Appena qualche giorno fa scrivevamo di sharing economy e degli effetti di questa sul mercato del lavoro. Il tema è attualissimo anche da noi, considerati i recenti sviluppi riguardanti Uber, App che - insieme ad Airbnb - della sharing economy è un po' la regina. Nell'eterna controversia fra tassisti e autisti Uber - ma anche fra albergatori e utenti che affittano camere su Airbnb, volendo estendere il campo - uno dei tasti più dolenti è quello relativo alla tassazione. Perché il profilo fiscale di chi lavora per queste società dell'economia collaborativa non è mai stato chiarito, rimanendo in un limbo abbastanza imbarazzante.

Oggi, però, una notizia che arriva dall'Australia, rischia di diventare una bomba a orologeria per le aziende californiane: il governo di Canberra ha deciso che la sharing economy va tassata come qualsiasi altra attività. Punto.

Ma andiamo con ordine, e prendiamo l'esempio (ancora) di Uber. Gli autisti iscritti al servizio Pop (quello bloccato dal tribunale di Milano qualche giorno fa, nda) sono comuni cittadini che, senza vincoli da lavoro dipendente, decidono di prestare servizio a bordo della loro auto. Quando accettano una corsa, Uber si occupa della transazione economica e tiene per sé il 20% del totale. Il resto viene versato direttamente dalla App al conto corrente del “Fornitore del Servizio”, cioè all'autista non professionista. Quest'ultimo, però, per questo servizio non rilascia alcuna ricevuta al cliente. E c'è di più: questo incasso bypassa il fisco, perché quello dell'autista UberPop, almeno secondo Uber, è un semplice “rimborso spese”, privo di rilevanza reddituale e quindi non tassabile.

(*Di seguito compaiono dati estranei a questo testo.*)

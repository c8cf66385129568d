//! GA configuration.
//!
//! [`GaConfig`] holds all parameters that control the island-model loop.

use super::operators::{Mutation, Recombination};
use super::replacement::Replacement;
use super::selection::{ParentPairing, SelectionMethod};
use crate::error::ConfigError;
use crate::graph::NodeIdx;

/// Generations an island evolves in isolation between migrations.
pub const DEFAULT_ISOLATION_ITERATIONS: usize = 15;

/// Configuration for the island-model genetic algorithm.
///
/// # Defaults
///
/// ```
/// use u_postman::ga::GaConfig;
///
/// let config = GaConfig::default();
/// assert_eq!(config.population_size, 100);
/// assert_eq!(config.isolation_iterations, 15);
/// ```
///
/// # Builder Pattern
///
/// ```
/// use u_postman::ga::{GaConfig, Mutation, Replacement, SelectionMethod};
///
/// let config = GaConfig::default()
///     .with_population_size(200)
///     .with_island_count(4)
///     .with_selection(SelectionMethod::Tournament(3))
///     .with_mutation(Some(Mutation::Swapping))
///     .with_mutation_rate(0.2)
///     .with_replacement(Replacement::Truncation(0.5));
/// assert!(config.validate().is_ok());
/// ```
#[derive(Debug, Clone)]
#[cfg_attr(feature = "serde", derive(serde::Serialize, serde::Deserialize))]
#[cfg_attr(
    feature = "serde",
    serde(default, rename_all = "camelCase", deny_unknown_fields)
)]
pub struct GaConfig {
    /// Total number of generations each island runs.
    #[cfg_attr(feature = "serde", serde(alias = "iterationsCount"))]
    pub iteration_count: usize,

    /// Number of chromosomes across all islands.
    pub population_size: usize,

    /// Number of islands. `None` derives it from the population size:
    /// one island below 100 chromosomes, 10 below 1000, otherwise 100.
    pub island_count: Option<usize>,

    /// Generations between two migrations.
    pub isolation_iterations: usize,

    /// Intermediate pool selection.
    pub selection: SelectionMethod,

    /// Parent pairing within the pool.
    pub pairing: ParentPairing,

    /// Recombination operator. `None` passes parents through unchanged.
    pub recombination: Option<Recombination>,

    /// Probability of recombining a pair of parents (0.0–1.0).
    pub recombination_rate: f64,

    /// Mutation operator. `None` disables mutation.
    pub mutation: Option<Mutation>,

    /// Probability of mutating each offspring (0.0–1.0).
    pub mutation_rate: f64,

    /// Next-generation policy.
    pub replacement: Replacement,

    /// Whether seeding walks receive a cataclysmic mutation for diversity.
    pub cataclysmic_seeding: bool,

    /// Start vertex of every walk. `None` picks one at random per run.
    pub start_node: Option<NodeIdx>,

    /// Whether islands evolve in parallel using rayon.
    pub parallel: bool,

    /// Random seed for reproducibility.
    ///
    /// `None` uses a random seed.
    pub seed: Option<u64>,

    /// Optional wall-clock time limit in milliseconds, checked between
    /// epochs.
    pub time_limit_ms: Option<u64>,
}

impl Default for GaConfig {
    fn default() -> Self {
        Self {
            iteration_count: 300,
            population_size: 100,
            island_count: None,
            isolation_iterations: DEFAULT_ISOLATION_ITERATIONS,
            selection: SelectionMethod::default(),
            pairing: ParentPairing::default(),
            recombination: Some(Recombination::ChromosomeCrossover),
            recombination_rate: 0.9,
            mutation: Some(Mutation::EdgeReplacing),
            mutation_rate: 0.1,
            replacement: Replacement::default(),
            cataclysmic_seeding: true,
            start_node: None,
            parallel: true,
            seed: None,
            time_limit_ms: None,
        }
    }
}

impl GaConfig {
    pub fn with_iteration_count(mut self, n: usize) -> Self {
        self.iteration_count = n;
        self
    }

    pub fn with_population_size(mut self, n: usize) -> Self {
        self.population_size = n;
        self
    }

    pub fn with_island_count(mut self, n: usize) -> Self {
        self.island_count = Some(n);
        self
    }

    pub fn with_isolation_iterations(mut self, n: usize) -> Self {
        self.isolation_iterations = n;
        self
    }

    pub fn with_selection(mut self, selection: SelectionMethod) -> Self {
        self.selection = selection;
        self
    }

    pub fn with_pairing(mut self, pairing: ParentPairing) -> Self {
        self.pairing = pairing;
        self
    }

    pub fn with_recombination(mut self, recombination: Option<Recombination>) -> Self {
        self.recombination = recombination;
        self
    }

    /// Sets the recombination rate, clamped to `[0, 1]`.
    pub fn with_recombination_rate(mut self, rate: f64) -> Self {
        self.recombination_rate = rate.clamp(0.0, 1.0);
        self
    }

    pub fn with_mutation(mut self, mutation: Option<Mutation>) -> Self {
        self.mutation = mutation;
        self
    }

    /// Sets the mutation rate, clamped to `[0, 1]`.
    pub fn with_mutation_rate(mut self, rate: f64) -> Self {
        self.mutation_rate = rate.clamp(0.0, 1.0);
        self
    }

    pub fn with_replacement(mut self, replacement: Replacement) -> Self {
        self.replacement = replacement;
        self
    }

    pub fn with_cataclysmic_seeding(mut self, enabled: bool) -> Self {
        self.cataclysmic_seeding = enabled;
        self
    }

    pub fn with_start_node(mut self, node: NodeIdx) -> Self {
        self.start_node = Some(node);
        self
    }

    pub fn with_parallel(mut self, parallel: bool) -> Self {
        self.parallel = parallel;
        self
    }

    pub fn with_seed(mut self, seed: u64) -> Self {
        self.seed = Some(seed);
        self
    }

    pub fn with_time_limit_ms(mut self, ms: u64) -> Self {
        self.time_limit_ms = Some(ms);
        self
    }

    /// Preset for quick feasibility checks.
    ///
    /// - Population: 50, Generations: 90, Time limit: 10s
    pub fn fast() -> Self {
        Self {
            population_size: 50,
            iteration_count: 90,
            time_limit_ms: Some(10_000),
            ..Self::default()
        }
    }

    /// Preset trading quality against time.
    ///
    /// - Population: 100, Generations: 300, Time limit: 30s
    pub fn balanced() -> Self {
        Self {
            population_size: 100,
            iteration_count: 300,
            time_limit_ms: Some(30_000),
            ..Self::default()
        }
    }

    /// Preset for the best routes: ten islands of 50 chromosomes.
    ///
    /// - Population: 500, Generations: 600, Time limit: 60s
    pub fn quality() -> Self {
        Self {
            population_size: 500,
            iteration_count: 600,
            time_limit_ms: Some(60_000),
            ..Self::default()
        }
    }

    /// Selects a preset from the number of edges to cover.
    ///
    /// - `edge_count < 50` → [`fast()`](Self::fast)
    /// - `50 ≤ edge_count < 200` → [`balanced()`](Self::balanced)
    /// - `edge_count ≥ 200` → [`quality()`](Self::quality)
    pub fn auto_select(edge_count: usize) -> Self {
        if edge_count < 50 {
            Self::fast()
        } else if edge_count < 200 {
            Self::balanced()
        } else {
            Self::quality()
        }
    }

    /// Number of islands the run will use.
    pub fn resolved_island_count(&self) -> usize {
        let islands = self.island_count.unwrap_or(match self.population_size {
            0..100 => 1,
            100..1000 => 10,
            _ => 100,
        });
        islands.clamp(1, self.population_size.max(1))
    }

    /// Validates the configuration.
    ///
    /// # Errors
    /// [`ConfigError::InvalidParameter`] naming the first offending field.
    pub fn validate(&self) -> Result<(), ConfigError> {
        if self.iteration_count == 0 {
            return Err(ConfigError::invalid("iteration_count", "must be positive"));
        }
        if self.population_size == 0 {
            return Err(ConfigError::invalid("population_size", "must be positive"));
        }
        if self.isolation_iterations == 0 {
            return Err(ConfigError::invalid(
                "isolation_iterations",
                "must be positive",
            ));
        }
        if let Some(islands) = self.island_count {
            if islands == 0 || islands > self.population_size {
                return Err(ConfigError::invalid(
                    "island_count",
                    format!("must be in 1..={}", self.population_size),
                ));
            }
        }
        if self.selection == SelectionMethod::Tournament(0) {
            return Err(ConfigError::invalid("selection", "tournament size must be positive"));
        }
        for (name, rate) in [
            ("recombination_rate", self.recombination_rate),
            ("mutation_rate", self.mutation_rate),
        ] {
            if !(0.0..=1.0).contains(&rate) {
                return Err(ConfigError::invalid(name, "must be in [0, 1]"));
            }
        }
        if let Some(rate) = self.replacement.rate() {
            if !rate.is_finite() || rate < 0.0 {
                return Err(ConfigError::invalid(
                    "replacement",
                    "rate must be finite and non-negative",
                ));
            }
        }
        if self.time_limit_ms == Some(0) {
            return Err(ConfigError::invalid("time_limit_ms", "must be positive or None"));
        }
        Ok(())
    }
}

Un sistema, insomma, non chiarissimo, che meriterebbe di essere rivisto e che, così com'è, non sembra il massimo. In Australia, proprio per questo, hanno deciso fare un passo importante, e il governo di Canberra ha cambiato le regole del gioco introducendo una legge che lascia poco spazio alle interpretazioni: le regole fiscali a cui sono soggette le attività convenzionali vanno applicate, in egual modo, alle attività della sharing economy. Che tu sia un autista “collaborativo” per qualche App, o un affittacamere in condivisione, vai incontro agli stessi obblighi fiscali che appartengono a un tassista o a un hotel.

Secondo l'Ato (Australian Taxation Office), per intenderci, gli autisti UberPop vanno equiparati ai tassisti tradizionali. E come questi devono pagare le tasse. Inoltre, a prescindere dal loro fatturato, devono registrarsi al Gst (Goods and services tax). In compenso, però, potranno detrarre le spese dell'automobile. Proprio come dei comuni professionisti, insomma. Chi affitta camere con servizi come Airbnb, invece, dovrà dichiarare gli incassi come altre fonti di reddito, e questo ovviamente renderà meno il quadro decisamente meno appetibile. Le nuove linee fiscali imposte dall'Ato entreranno in vigore dal prossimo 1 agosto e riguarderanno Uber e tutte le altre società di sharing economy. Che impatto potrà avere questa scelta australiana sulle decisioni di altri Paesi è ancora presto per dirlo.